#### Required action
From the listing below, copy each line that holds "specific".

#### Dataset records

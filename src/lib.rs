#![allow(clippy::format_push_string)]
#![allow(clippy::unused_self)]
#![allow(clippy::needless_pass_by_value)]
#![allow(clippy::trivially_copy_pass_by_ref)]
#![allow(clippy::cast_possible_truncation)]
#![allow(clippy::should_implement_trait)]

//! # Archflow
//!
//! Guided architectural-analysis workflows driven by a text-generation backend.
//!
//! A session picks a building purpose and one or more analysis objectives. The
//! composer turns that selection into an ordered list of steps, the prompt
//! compiler turns each step into constrained sub-stage prompts, and the
//! pipeline runs them in order while carrying a digest of every completed step
//! into the next one.
//!
//! ## Features
//!
//! - **Step Catalog**: required, recommended, and optional analysis steps
//! - **Workflow Editing**: add, remove, and reorder steps; export and import
//! - **Prompt Compilation**: declarative step definitions in YAML
//! - **Escalating Generation**: reasoning, chat, and completion fallbacks
//! - **Context Accumulation**: each step sees exactly the steps before it
//!
//! ## Quick Start
//!
//! ```bash
//! # Compose a workflow
//! archflow suggest --purpose office --objective market_analysis
//!
//! # Preview the run without a backend
//! archflow run --purpose office --objective market_analysis --dry-run
//! ```

#![forbid(unsafe_code)]
#![warn(clippy::all, clippy::pedantic, clippy::nursery)]
// Allow common patterns that are intentional in this codebase
#![allow(clippy::module_name_repetitions)]
#![allow(clippy::similar_names)]
#![allow(clippy::must_use_candidate)]
#![allow(clippy::missing_errors_doc)]
#![allow(clippy::missing_const_for_fn)]
#![allow(clippy::doc_markdown)]
#![allow(clippy::redundant_else)]
#![allow(clippy::if_not_else)]
#![allow(clippy::manual_let_else)]
#![allow(clippy::derivable_impls)]
#![allow(clippy::return_self_not_must_use)]
#![allow(clippy::struct_excessive_bools)]
#![allow(clippy::struct_field_names)]
#![allow(clippy::option_if_let_else)]
#![allow(clippy::significant_drop_tightening)]
#![allow(clippy::map_unwrap_or)]
#![allow(clippy::needless_lifetimes)]
#![allow(clippy::match_same_arms)]
#![allow(clippy::missing_fields_in_debug)]
#![allow(clippy::unnecessary_literal_bound)]
#![allow(clippy::too_many_lines)]
#![allow(clippy::redundant_clone)]
#![allow(clippy::uninlined_format_args)]
#![allow(clippy::missing_panics_doc)]
#![allow(clippy::items_after_statements)]
#![allow(clippy::redundant_closure_for_method_calls)]
#![allow(clippy::use_self)]

pub mod ai;
pub mod catalog;
pub mod core;
pub mod error;
pub mod pipeline;
pub mod prompt;
pub mod workflow;

// Re-export commonly used types
pub use ai::{backend_from_config, GenerationAdapter, GenerationBackend, GenerationMethod};
pub use catalog::{DefinitionSet, Objective, Purpose, Step, StepCatalog, Tier};
pub use core::Config;
pub use error::{AnalysisError, AnalysisResult};
pub use pipeline::{Pipeline, PipelineState, RunOutcome, SessionInputs, StepRecord};
pub use prompt::{ProjectFields, PromptCompiler, TextDocument};
pub use workflow::{Workflow, WorkflowComposer, WorkflowRecord};

/// Library version
pub const VERSION: &str = env!("CARGO_PKG_VERSION");

/// Application name
pub const APP_NAME: &str = "archflow";
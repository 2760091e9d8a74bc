//! Error types shared across the analysis core.

use std::path::PathBuf;
use thiserror::Error;

/// Result type for analysis operations.
pub type AnalysisResult<T> = Result<T, AnalysisError>;

/// Errors that can occur while composing or executing an analysis workflow.
#[derive(Debug, Error)]
pub enum AnalysisError {
    /// A purpose or objective value outside the closed enumerations.
    #[error("Unknown {kind}: '{value}'")]
    UnknownCategory { kind: &'static str, value: String },

    /// A workflow was requested without any objective.
    #[error("At least one objective must be selected")]
    NoObjectives,

    /// An imported workflow record is structurally invalid.
    #[error("Invalid workflow record: {0}")]
    InvalidRecord(String),

    /// The backend answered, but with an empty output.
    ///
    /// Only ever observed inside the generation adapter's escalation chain.
    #[error("Generation backend returned an empty result")]
    EmptyGenerationResult,

    /// Hard transport, authentication or rate-limit failure.
    #[error("Generation backend failed: {0}")]
    GenerationBackendFailure(String),

    /// A re-run was requested for a step that has no record yet.
    #[error("Step '{0}' has not been executed yet")]
    StepNotExecuted(String),

    /// The declarative step-definition source is absent.
    #[error("Configuration file not found: {0}")]
    ConfigurationMissing(PathBuf),

    /// The step-definition source exists but is malformed.
    #[error("Invalid step definition: {0}")]
    InvalidDefinition(String),

    /// IO error.
    #[error("IO error: {0}")]
    Io(#[from] std::io::Error),

    /// YAML parse error.
    #[error("YAML error: {0}")]
    Yaml(#[from] serde_yaml::Error),

    /// JSON parse error.
    #[error("JSON error: {0}")]
    Json(#[from] serde_json::Error),
}

impl AnalysisError {
    /// Build an `UnknownCategory` error.
    pub fn unknown(kind: &'static str, value: impl Into<String>) -> Self {
        Self::UnknownCategory { kind, value: value.into() }
    }

    /// Whether this error must halt step progression.
    pub fn is_backend_failure(&self) -> bool {
        matches!(self, Self::GenerationBackendFailure(_))
    }
}
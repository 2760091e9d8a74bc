//! Ollama local LLM integration.
//!
//! Implements the GenerationBackend trait for Ollama (local LLM).

use std::time::Duration;

use async_trait::async_trait;
use reqwest::Client;
use serde::{Deserialize, Serialize};

use super::{Generation, GenerationBackend, GenerationMethod};
use crate::core::AiConfig;
use crate::error::{AnalysisError, AnalysisResult};

/// Ollama API provider for local LLM.
pub struct OllamaProvider {
    client: Client,
    base_url: String,
    model: String,
}

impl OllamaProvider {
    /// Create a new Ollama provider from configuration.
    ///
    /// `OLLAMA_HOST` and `OLLAMA_MODEL` override the configured values.
    pub fn new(config: &AiConfig) -> anyhow::Result<Self> {
        let client = Client::builder()
            .connect_timeout(Duration::from_secs(config.connect_timeout_secs))
            .timeout(Duration::from_secs(config.read_timeout_secs))
            .build()?;

        Ok(Self {
            client,
            base_url: std::env::var("OLLAMA_HOST")
                .unwrap_or_else(|_| config.ollama.base_url.clone()),
            model: std::env::var("OLLAMA_MODEL").unwrap_or_else(|_| config.ollama.model.clone()),
        })
    }

    /// Create with a specific base URL.
    pub fn with_base_url(mut self, url: impl Into<String>) -> Self {
        self.base_url = url.into();
        self
    }

    /// Create with a specific model.
    pub fn with_model(mut self, model: impl Into<String>) -> Self {
        self.model = model.into();
        self
    }

    /// Call `/api/chat`, optionally with thinking enabled.
    async fn chat(&self, prompt: &str, think: bool) -> AnalysisResult<Generation> {
        let request = ChatRequest {
            model: self.model.clone(),
            messages: vec![ChatMessage { role: "user".to_string(), content: prompt.to_string() }],
            stream: false,
            think: think.then_some(true),
        };

        let response: ChatResponse = self.post("/api/chat", &request).await?;
        Ok(Generation {
            reasoning: response.message.thinking.unwrap_or_default(),
            output: response.message.content,
        })
    }

    /// Call `/api/generate`.
    async fn complete(&self, prompt: &str) -> AnalysisResult<Generation> {
        let request = GenerateRequest {
            model: self.model.clone(),
            prompt: prompt.to_string(),
            stream: false,
        };

        let response: GenerateResponse = self.post("/api/generate", &request).await?;
        Ok(Generation::output(response.response))
    }

    /// Make a request to the Ollama API.
    async fn post<Req, Resp>(&self, path: &str, request: &Req) -> AnalysisResult<Resp>
    where
        Req: Serialize + Sync,
        Resp: for<'de> Deserialize<'de>,
    {
        let response = self
            .client
            .post(format!("{}{}", self.base_url, path))
            .json(request)
            .send()
            .await
            .map_err(|e| AnalysisError::GenerationBackendFailure(e.to_string()))?;

        if !response.status().is_success() {
            let status = response.status();
            let body = response.text().await.unwrap_or_default();
            return Err(AnalysisError::GenerationBackendFailure(format!(
                "Ollama API error ({}): {}",
                status, body
            )));
        }

        response.json().await.map_err(|e| AnalysisError::GenerationBackendFailure(e.to_string()))
    }
}

#[async_trait]
impl GenerationBackend for OllamaProvider {
    async fn generate(
        &self,
        prompt: &str,
        method: GenerationMethod,
    ) -> AnalysisResult<Generation> {
        match method {
            GenerationMethod::Reasoning => self.chat(prompt, true).await,
            GenerationMethod::Chat => self.chat(prompt, false).await,
            GenerationMethod::Completion => self.complete(prompt).await,
        }
    }

    fn name(&self) -> &str {
        "ollama"
    }
}

/// Ollama chat request structure.
#[derive(Debug, Serialize)]
struct ChatRequest {
    model: String,
    messages: Vec<ChatMessage>,
    stream: bool,
    #[serde(skip_serializing_if = "Option::is_none")]
    think: Option<bool>,
}

#[derive(Debug, Serialize, Deserialize)]
struct ChatMessage {
    role: String,
    content: String,
}

/// Ollama chat response structure.
#[derive(Debug, Deserialize)]
struct ChatResponse {
    message: ResponseMessage,
}

#[derive(Debug, Deserialize)]
struct ResponseMessage {
    #[serde(default)]
    content: String,
    #[serde(default)]
    thinking: Option<String>,
}

/// Ollama generate request structure.
#[derive(Debug, Serialize)]
struct GenerateRequest {
    model: String,
    prompt: String,
    stream: bool,
}

/// Ollama generate response structure.
#[derive(Debug, Deserialize)]
struct GenerateResponse {
    response: String,
}
//! Built-in step entries.

use super::{Objective, Step, StepCatalog, Tier};

pub(super) fn builtin_catalog() -> StepCatalog {
    let required = vec![
        Step::new(
            "project_overview",
            "Project Overview",
            "Frame the owner's intent, program scope and success criteria",
            Tier::Required,
            1,
            "Foundation",
        ),
        Step::new(
            "site_analysis",
            "Site Analysis",
            "Location, access, surroundings, climate and site constraints",
            Tier::Required,
            2,
            "Foundation",
        )
        .depends_on(&["project_overview"]),
        Step::new(
            "regulation_review",
            "Regulation Review",
            "Zoning, building code, coverage and floor-area limits",
            Tier::Required,
            3,
            "Foundation",
        )
        .depends_on(&["site_analysis"]),
    ];

    let recommended = vec![
        (
            Objective::MarketAnalysis,
            vec![recommended(
                "market_research",
                "Market Research",
                "Demand, comparable supply, rent levels and target tenants",
                4,
                "Market",
                &["project_overview"],
            )],
        ),
        (
            Objective::DesignGuideline,
            vec![
                recommended(
                    "design_concept",
                    "Design Concept",
                    "Overall concept, identity and spatial narrative",
                    4,
                    "Design",
                    &["site_analysis"],
                ),
                recommended(
                    "design_guideline",
                    "Design Guideline",
                    "Facade, massing, material and public-realm guidelines",
                    5,
                    "Design",
                    &["design_concept", "regulation_review"],
                ),
            ],
        ),
        (
            Objective::FeasibilityStudy,
            vec![
                recommended(
                    "feasibility_study",
                    "Feasibility Study",
                    "Development scenarios compared on yield and risk",
                    5,
                    "Finance",
                    &["regulation_review"],
                ),
                recommended(
                    "cost_estimate",
                    "Cost Estimate",
                    "Order-of-magnitude construction and soft costs",
                    6,
                    "Finance",
                    &["feasibility_study"],
                ),
            ],
        ),
        (
            Objective::SpaceProgramming,
            vec![
                recommended(
                    "space_program",
                    "Space Program",
                    "Functional areas, adjacencies and occupancy",
                    4,
                    "Program",
                    &["project_overview"],
                ),
                recommended(
                    "area_allocation",
                    "Area Allocation",
                    "Floor-by-floor area distribution against allowable area",
                    5,
                    "Program",
                    &["space_program", "regulation_review"],
                ),
            ],
        ),
        (
            Objective::MassStudy,
            vec![
                recommended(
                    "design_concept",
                    "Design Concept",
                    "Overall concept, identity and spatial narrative",
                    5,
                    "Design",
                    &["site_analysis"],
                ),
                recommended(
                    "massing_study",
                    "Massing Study",
                    "Volumetric alternatives tested against envelope and views",
                    6,
                    "Design",
                    &["regulation_review"],
                ),
            ],
        ),
        (
            Objective::SustainabilityStrategy,
            vec![recommended(
                "sustainability_strategy",
                "Sustainability Strategy",
                "Passive design, energy, water and certification targets",
                6,
                "Environment",
                &["site_analysis"],
            )],
        ),
        (
            Objective::OperationPlanning,
            vec![recommended(
                "operation_plan",
                "Operation Plan",
                "Management model, programming and lifecycle operation",
                7,
                "Operation",
                &["project_overview"],
            )],
        ),
    ];

    let optional = vec![
        optional(
            "precedent_study",
            "Precedent Study",
            "Comparable built projects and lessons learned",
            8,
            "Research",
        ),
        optional(
            "stakeholder_map",
            "Stakeholder Mapping",
            "Actors, interests and approval path",
            8,
            "Research",
        ),
        optional(
            "risk_assessment",
            "Risk Assessment",
            "Schedule, cost, permitting and market risks",
            9,
            "Finance",
        ),
        optional(
            "landscape_strategy",
            "Landscape Strategy",
            "Open space, planting and ground-plane design",
            9,
            "Environment",
        ),
        optional(
            "phasing_plan",
            "Phasing Plan",
            "Construction and occupancy phasing",
            10,
            "Operation",
        ),
    ];

    StepCatalog::new(required, recommended, optional)
}

fn recommended(
    id: &str,
    title: &str,
    description: &str,
    order: u32,
    category: &str,
    dependencies: &[&str],
) -> Step {
    Step::new(id, title, description, Tier::Recommended, order, category).depends_on(dependencies)
}

fn optional(id: &str, title: &str, description: &str, order: u32, category: &str) -> Step {
    Step::new(id, title, description, Tier::Optional, order, category)
}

#### Answer to this exercise
    /// Create with a specific base URL.
    /// Create with a specific model.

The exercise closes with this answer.